The tyranny of modern liberalism creates the illusion inherent in its own principles. It proclaims itself for liberty and cries out to defend "human rights" at the moment when it oppresses the most.
by Alain de Benoist, translated and interpreted by Tomislav Sunic
Peaceful modern societies which respect the individual evolved from age-old familistic ties. The transition from band-type societies, through clan and tribal organizations, into nation-states was peaceful only when accomplished without disruption of the basic ties which link the individual to the larger society by a sense of a common history, culture and kinship. The sense of "belonging" to a nation by virtue of such shared ties promotes cooperation, altruism and respect for other members. In modern times, traditional ties have been weakened by the rise of mass societies and rapid global communication, factors which bring with them rapid social change and new philosophies which deny the significance of the sense of nationhood, and emphasize individualism and individualistic goals. The cohesion of societies has consequently been threatened, and replaced by multicultural and multi-ethnic societies and the overwhelming sense of lost identity in the mass global society in which Western man, at least, has come to conceive himself as belonging.

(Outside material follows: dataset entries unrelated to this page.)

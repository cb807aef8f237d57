use std::sync::Once;

use log::LevelFilter;

static LOG_ONCE: Once = Once::new();

const LOG_ENV: &str = "GESTURE_CAPTURE_LOG";

fn level_to_str(level: LevelFilter) -> &'static str {
    match level {
        LevelFilter::Off => "off",
        LevelFilter::Error => "error",
        LevelFilter::Warn => "warn",
        LevelFilter::Info => "info",
        LevelFilter::Debug => "debug",
        LevelFilter::Trace => "trace",
    }
}

/// Filter directives from `GESTURE_CAPTURE_LOG`, then `RUST_LOG`, then the default level.
fn filter_directives(
    crate_env: Option<String>,
    rust_log: Option<String>,
    verbose: bool,
) -> String {
    crate_env
        .or(rust_log)
        .map(|s| s.trim().to_string())
        .filter(|s| !s.is_empty())
        .unwrap_or_else(|| {
            let level = if verbose {
                LevelFilter::Debug
            } else {
                LevelFilter::Info
            };
            level_to_str(level).to_string()
        })
}

/// Initialize stderr logging.
///
/// Safe to call multiple times; only the first call installs the logger.
/// `verbose` raises the default level to `debug` when neither
/// `GESTURE_CAPTURE_LOG` nor `RUST_LOG` is set.
pub fn init_logging(verbose: bool) {
    LOG_ONCE.call_once(|| {
        let filters = filter_directives(
            std::env::var(LOG_ENV).ok(),
            std::env::var("RUST_LOG").ok(),
            verbose,
        );
        let _ = env_logger::Builder::new()
            .parse_filters(&filters)
            .format_timestamp_millis()
            .format_module_path(true)
            .format_target(true)
            .try_init();
    });
}

#[cfg(test)]
mod tests {
    use super::*;

    #[test]
    fn crate_variable_wins_over_rust_log() {
        let f = filter_directives(Some("debug".into()), Some("warn".into()), false);
        assert_eq!(f, "debug");
    }

    #[test]
    fn falls_back_to_rust_log() {
        let f = filter_directives(None, Some(" gesture_capture=trace ".into()), false);
        assert_eq!(f, "gesture_capture=trace");
    }

    #[test]
    fn default_level_depends_on_verbose() {
        assert_eq!(filter_directives(None, None, false), "info");
        assert_eq!(filter_directives(None, None, true), "debug");
        assert_eq!(filter_directives(Some("  ".into()), None, false), "info");
    }

    #[test]
    fn init_is_idempotent() {
        init_logging(false);
        init_logging(true);
    }
}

Sociologically, the first theorist to identify this change was the Arab scholar, Ibn Khaldun (1332-1406), who emphasized the tendency for mass urban societies to break down when the social solidarity characteristic of tribal and national societies disappeared. Ibn Khaldun saw dramatically the contrast between the morality of the nationalistic and ethnically unified Berbers of North Africa and the motley collation of peoples who called themselves Arabs under Arabic leadership, but did not possess the unity and sense of identity that had made the relatively small population of true Arabs who had built a widespread and Arabic-speaking Empire. Later it was Ferdinand Tonnies (1855-1936) who introduced this thought to modern sociology. He did so in his theory of gemeinschaft and gesellschaft (Gemeinschaft und Gesellschaft, 1887). This theory revealed how early tribal or national (gemeinschaft) societies achieved harmonious collaboration and cooperation more or less automatically due to the common culture and sense of common genetic and cultural identity in which all members were raised. This avoided major conflicts concerning basic values since all shared a common set of mores and a common sense of destiny.